Department of Surgery, New York Presbyterian Hospital, Cornell, 1275 York Avenue, New York, NY 10021, USA.
Am J Otolaryngol. 2012 Mar-Apr;33(2):259-62. doi: 10.1016/j.amjoto.2011.05.005. Epub 2011 Jul 16.
Kimura disease is a rare inflammatory lesion of the head and neck region, usually seen in young Asian men. Patients usually present with a painless mass involving a major salivary gland with lymphadenopathy. Current studies suggest an immunologic mechanism for the pathogenesis of this disease entity. Histopathologically, this tumor is composed of vascular proliferation and lymphoid infiltrate rich in eosinophils. The immunohistochemical findings are usually nonspecific but might help in eliminating malignancies. The role of fine needle aspiration (FNA) and biopsy procedure appears to be limited in making the histologic diagnosis of Kimura disease. The natural history of the disease, however, appears to be indolent, without any malignant transformation reported, although recurrence can be frequent. Here, we describe 2 cases of Kimura disease with differing presentations, diagnostic difficulties, and their clinical management. The difficulties encountered in establishing an accurate preoperative diagnosis and the complexity of surgical management highlight the need for an index of suspicion for this clinical entity while mandating appropriate surgical management to minimize operative morbidity and reduce the risk of recurrence.
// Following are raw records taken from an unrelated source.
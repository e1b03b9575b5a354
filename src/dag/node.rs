//! Node/Stage/Edge types that make up a [`crate::dag::FunctionDag`].

use crate::bounds::Layout;
use crate::jacobian::LoadJacobian;
use crate::symbolic::Interval;
use std::rc::Rc;

/// Dense, 0-based id of a [`Node`] within its [`crate::dag::FunctionDag`].
#[derive(Debug, Clone, Copy, PartialEq, Eq, Hash, PartialOrd, Ord)]
pub struct NodeId(pub usize);

/// Dense, 0-based id of a [`Stage`], unique across the whole DAG (not just
/// within its node) — what the spec calls the "consecutive `(id, max_id)`
/// pair for perfect hashing".
#[derive(Debug, Clone, Copy, PartialEq, Eq, Hash, PartialOrd, Ord)]
pub struct StageId(pub usize);

#[derive(Debug, Clone, Copy, PartialEq, Eq, Hash, PartialOrd, Ord)]
pub struct EdgeId(pub usize);

/// A compact set of `NodeId`s, used for the per-stage `dependencies`
/// bitvector (spec: "indexed by Node id such that `dependencies[n.id]` iff
/// this stage is transitively downstream of `n`").
#[derive(Debug, Clone, Default, PartialEq, Eq)]
pub struct NodeSet(Vec<bool>);

impl NodeSet {
    pub fn with_capacity(num_nodes: usize) -> Self {
        NodeSet(vec![false; num_nodes])
    }

    pub fn insert(&mut self, id: NodeId) {
        self.0[id.0] = true;
    }

    pub fn contains(&self, id: NodeId) -> bool {
        self.0[id.0]
    }

    pub fn union_with(&mut self, other: &NodeSet) {
        for (a, b) in self.0.iter_mut().zip(other.0.iter()) {
            *a = *a || *b;
        }
    }

    pub fn iter(&self) -> impl Iterator<Item = NodeId> + '_ {
        self.0.iter().enumerate().filter_map(|(i, &b)| b.then_some(NodeId(i)))
    }
}

/// Per-dimension description of how a node's region-computed relates to its
/// region-required (spec §4.3 step 3).
#[derive(Debug, Clone)]
pub struct RegionComputedInfo {
    pub interval: Interval,
    /// Fast path: `region_computed[dim] == region_required[dim]`.
    pub equals_required: bool,
    /// Fast path: `region_computed[dim] == region_required[dim] union
    /// [constant_min, constant_max]` (e.g. boundary-condition extension).
    pub equals_union_of_required_with_constants: bool,
    pub constant_min: i64,
    pub constant_max: i64,
}

/// One loop level of a stage's default loop nest, innermost-first.
#[derive(Debug, Clone)]
pub struct Loop {
    pub var: String,
    pub pure: bool,
    pub rvar: bool,
    pub min_expr: crate::symbolic::Expr,
    pub max_expr: crate::symbolic::Expr,
    pub pure_dim: Option<usize>,
    /// Fast path: this loop's bound is syntactically identical to the
    /// node's region-computed interval for the same dimension.
    pub equals_region_computed: bool,
    pub bounds_are_constant: bool,
    pub constant_min: Option<i64>,
    pub constant_max: Option<i64>,
}

/// Opcode / access-pattern counters the cost model consumes. The first
/// [`PipelineFeatures::NUM_TYPE_MASK_FIELDS`] entries of
/// [`PipelineFeatures::as_feature_vector`] are "type-mask" fields the engine
/// skips when filling the cost model's feature tensor (spec §4.5).
#[derive(Debug, Clone, Default)]
pub struct PipelineFeatures {
    /// Presence mask of the scalar types touched by this stage (bool, i8,
    /// i16, i32, i64, f32, f64) — exactly 7 fields, skipped by the engine.
    pub type_mask: [f64; 7],
    pub num_loads: f64,
    pub num_stores: f64,
    pub num_adds: f64,
    pub num_muls: f64,
    pub num_divs: f64,
    pub num_other_ops: f64,
    pub points_computed_per_production: f64,
    pub vector_width: f64,
}

impl PipelineFeatures {
    pub const NUM_TYPE_MASK_FIELDS: usize = 7;

    /// Flatten into the tensor row the cost model expects: type-mask fields
    /// first, then the rest.
    pub fn as_feature_vector(&self) -> Vec<f64> {
        let mut v = self.type_mask.to_vec();
        v.extend_from_slice(&[
            self.num_loads,
            self.num_stores,
            self.num_adds,
            self.num_muls,
            self.num_divs,
            self.num_other_ops,
            self.points_computed_per_production,
            self.vector_width,
        ]);
        v
    }

    /// The feature fields after the type mask — what `set_pipeline_features`
    /// actually writes into the cost model's tensor.
    pub fn non_type_mask_fields(&self) -> Vec<f64> {
        self.as_feature_vector()[Self::NUM_TYPE_MASK_FIELDS..].to_vec()
    }
}

/// Directed producer -> consumer-stage edge.
#[derive(Debug, Clone)]
pub struct Edge {
    pub id: EdgeId,
    pub producer: NodeId,
    pub consumer_node: NodeId,
    pub consumer_stage: StageId,
    pub bounds: Vec<ProducerDimBounds>,
    pub calls: u64,
    pub all_bounds_affine: bool,
    pub jacobians: Vec<LoadJacobian>,
}

impl Edge {
    /// Add a Jacobian, deduplicating via [`LoadJacobian::merge`] against
    /// every existing entry before appending a new one.
    pub fn add_load_jacobian(&mut self, jacobian: LoadJacobian) {
        for existing in &mut self.jacobians {
            if existing.merge(&jacobian) {
                return;
            }
        }
        self.jacobians.push(jacobian);
    }

    /// For each producer dimension, evaluate its `(min_expr, max_expr)` pair
    /// against `consumer_loop` and union the result into `producer_required`
    /// (spec §4.3, `Edge::expand_footprint`). Monotone: widening
    /// `consumer_loop` only ever widens the result, since `Interval::substitute`
    /// is built from monotone interval-arithmetic operators.
    pub fn expand_footprint(
        &self,
        consumer_loop: &crate::symbolic::Bindings,
        producer_required: &mut [crate::span::Span],
    ) {
        for (dim, bound) in self.bounds.iter().enumerate() {
            let footprint = bound.interval.substitute(consumer_loop);
            producer_required[dim] = producer_required[dim].union_with(&footprint);
        }
    }
}

/// Per-producer-dimension bound expression plus its precomputed affine
/// decomposition metadata.
#[derive(Debug, Clone)]
pub struct ProducerDimBounds {
    pub interval: Interval,
    pub coeff: Option<i64>,
    pub constant: Option<i64>,
    pub consumer_dim: Option<usize>,
    pub affine: bool,
    pub uses_max: bool,
}

/// One definition of a function: the pure stage (`stage_index == 0`) or an
/// update stage. Stages share a [`Node`] but own their own loop nest.
#[derive(Debug, Clone)]
pub struct Stage {
    pub node: NodeId,
    pub stage_index: usize,
    pub id: StageId,
    pub max_id: usize,
    pub name: String,
    pub sanitized_name: String,
    pub loop_nest: Vec<Loop>,
    pub loop_nest_all_common_cases: bool,
    pub vector_width: u32,
    pub features: PipelineFeatures,
    pub store_jacobian: Option<LoadJacobian>,
    pub incoming_edges: Vec<EdgeId>,
    pub dependencies: NodeSet,
}

impl Stage {
    pub fn pure_dims(&self) -> usize {
        self.loop_nest.iter().filter(|l| l.pure).count()
    }
}

/// A pipeline function: its dimensionality, flags, region-computed
/// description, bounds `Layout`, stages, and outgoing edges.
#[derive(Debug, Clone)]
pub struct Node {
    pub id: NodeId,
    pub name: String,
    pub dims: usize,
    pub bytes_per_point: u32,
    pub is_input: bool,
    pub is_output: bool,
    pub is_wrapper: bool,
    pub is_pointwise: bool,
    pub is_boundary_condition: bool,
    pub region_computed: Vec<RegionComputedInfo>,
    pub region_computed_all_common_cases: bool,
    pub layout: Rc<Layout>,
    pub stages: Vec<Stage>,
    pub outgoing_edges: Vec<EdgeId>,
    pub estimated_region_required: Option<Vec<crate::span::Span>>,
}

impl Node {
    pub fn stage(&self, idx: usize) -> &Stage {
        &self.stages[idx]
    }
}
木村病是一种罕见的头颈部炎性病变,通常见于年轻的亚洲男性。患者通常表现为无痛性肿块累及大涎腺伴淋巴结病。目前的研究提示这种疾病实体的发病机制与免疫有关。组织病理学上,这种肿瘤由血管增生和富含嗜酸性粒细胞的淋巴样浸润组成。免疫组化表现通常是非特异性的,但有助于排除恶性肿瘤。细针抽吸(FNA)和活检程序在做出木村病的组织学诊断方面作用似乎有限。然而,该病的自然病程呈惰性,尚无恶性转化的报道,尽管复发可能频繁。在此,我们描述了 2 例木村病,其表现、诊断困难和临床处理存在差异。在建立准确的术前诊断方面遇到的困难以及手术处理的复杂性突出表明,在考虑这种临床实体时需要保持警惕,并要求进行适当的手术处理,以最大程度地减少手术发病率并降低复发风险。